[What you have to do]: Every entry below needs to be copied exactly.

[Data shown]:
_ _ _ _ _

//! Export chunk endpoints: chunk listing, full-export pagination, and
//! on-demand generation.

use axum::extract::{Path, Query, State};
use axum::Json;
use serde::Deserialize;
use serde_json::{json, Value};
use tally_core::traits::{IComparisons, IExportChunks};
use tally_core::types::results::ExportCategory;

use super::comparison::parse_columns;
use crate::error::ApiError;
use crate::state::AppState;

#[derive(Debug, Deserialize)]
pub struct ColumnsQuery {
    pub columns: String,
}

#[derive(Debug, Deserialize)]
pub struct DataQuery {
    pub columns: String,
    pub category: String,
    #[serde(default)]
    pub offset: u64,
    #[serde(default = "default_limit")]
    pub limit: usize,
}

fn default_limit() -> usize {
    1_000
}

/// GET /api/comparison-export/{run_id}/status?columns=
pub async fn status(
    State(state): State<AppState>,
    Path(run_id): Path<i64>,
    Query(query): Query<ColumnsQuery>,
) -> Result<Json<Value>, ApiError> {
    let combination = parse_columns(&query.columns)?;
    let hash = combination.stable_hash();
    let chunks = state.store.all_chunks(run_id, &hash)?;
    let completed = state.store.get_summary(run_id, &combination)?.is_some();

    let files: Vec<Value> = chunks
        .iter()
        .map(|c| {
            json!({
                "category": c.category.as_str(),
                "chunk_index": c.chunk_index,
                "row_count": c.row_count,
                "byte_size": c.byte_size,
                "path": c.path,
                "status": c.status.as_str(),
            })
        })
        .collect();

    Ok(Json(json!({
        "run_id": run_id,
        "columns": combination.columns(),
        "combination_hash": hash,
        "completed": completed,
        "chunks": files,
    })))
}

/// GET /api/comparison-export/{run_id}/data?columns=&category=&offset=&limit=
pub async fn data(
    State(state): State<AppState>,
    Path(run_id): Path<i64>,
    Query(query): Query<DataQuery>,
) -> Result<Json<Value>, ApiError> {
    let combination = parse_columns(&query.columns)?;
    let category = ExportCategory::parse(&query.category)
        .ok_or_else(|| ApiError::bad_request(format!("invalid category '{}'", query.category)))?;

    let chunks = state
        .store
        .completed_chunks(run_id, &combination.stable_hash(), category)?;
    let total: u64 = chunks.iter().map(|c| c.row_count).sum();
    let rows = tally_analysis::export::read_category_page(&chunks, query.offset, query.limit)
        .map_err(|e| {
            tracing::error!(run_id, error = %e, "chunk read failed");
            ApiError::internal("chunk read failed")
        })?;
    let header = match chunks.first() {
        Some(chunk) => {
            tally_analysis::export::read_chunk_header(std::path::Path::new(&chunk.path))
                .unwrap_or_default()
        }
        None => Vec::new(),
    };

    Ok(Json(json!({
        "run_id": run_id,
        "category": category.as_str(),
        "offset": query.offset,
        "limit": query.limit,
        "total": total,
        "header": header,
        "rows": rows,
    })))
}

/// POST /api/comparison-export/{run_id}/generate?columns=
///
/// Ensures a reconciliation exists for the combination. Idempotent: a
/// completed pair is left untouched.
pub async fn generate(
    State(state): State<AppState>,
    Path(run_id): Path<i64>,
    Query(query): Query<ColumnsQuery>,
) -> Result<Json<Value>, ApiError> {
    let combination = parse_columns(&query.columns)?;
    let already = state.store.get_summary(run_id, &combination)?.is_some();
    if !already {
        state.runner.generate_export(run_id, combination.clone())?;
    }
    Ok(Json(json!({
        "run_id": run_id,
        "columns": combination.columns(),
        "status": if already { "completed" } else { "accepted" },
    })))
}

_ _ _ _ _

[Result of this task]:
//! Export chunk endpoints: chunk listing, full-export pagination, and
//! on-demand generation.

use axum::extract::{Path, Query, State};
use axum::Json;
use serde::Deserialize;
use serde_json::{json, Value};
use tally_core::traits::{IComparisons, IExportChunks};
use tally_core::types::results::ExportCategory;

use super::comparison::parse_columns;
use crate::error::ApiError;
use crate::state::AppState;

#[derive(Debug, Deserialize)]
pub struct ColumnsQuery {
    pub columns: String,
}

#[derive(Debug, Deserialize)]
pub struct DataQuery {
    pub columns: String,
    pub category: String,
    #[serde(default)]
    pub offset: u64,
    #[serde(default = "default_limit")]
    pub limit: usize,
}

fn default_limit() -> usize {
    1_000
}

/// GET /api/comparison-export/{run_id}/status?columns=
pub async fn status(
    State(state): State<AppState>,
    Path(run_id): Path<i64>,
    Query(query): Query<ColumnsQuery>,
) -> Result<Json<Value>, ApiError> {
    let combination = parse_columns(&query.columns)?;
    let hash = combination.stable_hash();
    let chunks = state.store.all_chunks(run_id, &hash)?;
    let completed = state.store.get_summary(run_id, &combination)?.is_some();

    let files: Vec<Value> = chunks
        .iter()
        .map(|c| {
            json!({
                "category": c.category.as_str(),
                "chunk_index": c.chunk_index,
                "row_count": c.row_count,
                "byte_size": c.byte_size,
                "path": c.path,
                "status": c.status.as_str(),
            })
        })
        .collect();

    Ok(Json(json!({
        "run_id": run_id,
        "columns": combination.columns(),
        "combination_hash": hash,
        "completed": completed,
        "chunks": files,
    })))
}

/// GET /api/comparison-export/{run_id}/data?columns=&category=&offset=&limit=
pub async fn data(
    State(state): State<AppState>,
    Path(run_id): Path<i64>,
    Query(query): Query<DataQuery>,
) -> Result<Json<Value>, ApiError> {
    let combination = parse_columns(&query.columns)?;
    let category = ExportCategory::parse(&query.category)
        .ok_or_else(|| ApiError::bad_request(format!("invalid category '{}'", query.category)))?;

    let chunks = state
        .store
        .completed_chunks(run_id, &combination.stable_hash(), category)?;
    let total: u64 = chunks.iter().map(|c| c.row_count).sum();
    let rows = tally_analysis::export::read_category_page(&chunks, query.offset, query.limit)
        .map_err(|e| {
            tracing::error!(run_id, error = %e, "chunk read failed");
            ApiError::internal("chunk read failed")
        })?;
    let header = match chunks.first() {
        Some(chunk) => {
            tally_analysis::export::read_chunk_header(std::path::Path::new(&chunk.path))
                .unwrap_or_default()
        }
        None => Vec::new(),
    };

    Ok(Json(json!({
        "run_id": run_id,
        "category": category.as_str(),
        "offset": query.offset,
        "limit": query.limit,
        "total": total,
        "header": header,
        "rows": rows,
    })))
}

/// POST /api/comparison-export/{run_id}/generate?columns=
///
/// Ensures a reconciliation exists for the combination. Idempotent: a
/// completed pair is left untouched.
pub async fn generate(
    State(state): State<AppState>,
    Path(run_id): Path<i64>,
    Query(query): Query<ColumnsQuery>,
) -> Result<Json<Value>, ApiError> {
    let combination = parse_columns(&query.columns)?;
    let already = state.store.get_summary(run_id, &combination)?.is_some();
    if !already {
        state.runner.generate_export(run_id, combination.clone())?;
    }
    Ok(Json(json!({
        "run_id": run_id,
        "columns": combination.columns(),
        "status": if already { "completed" } else { "accepted" },
    })))
}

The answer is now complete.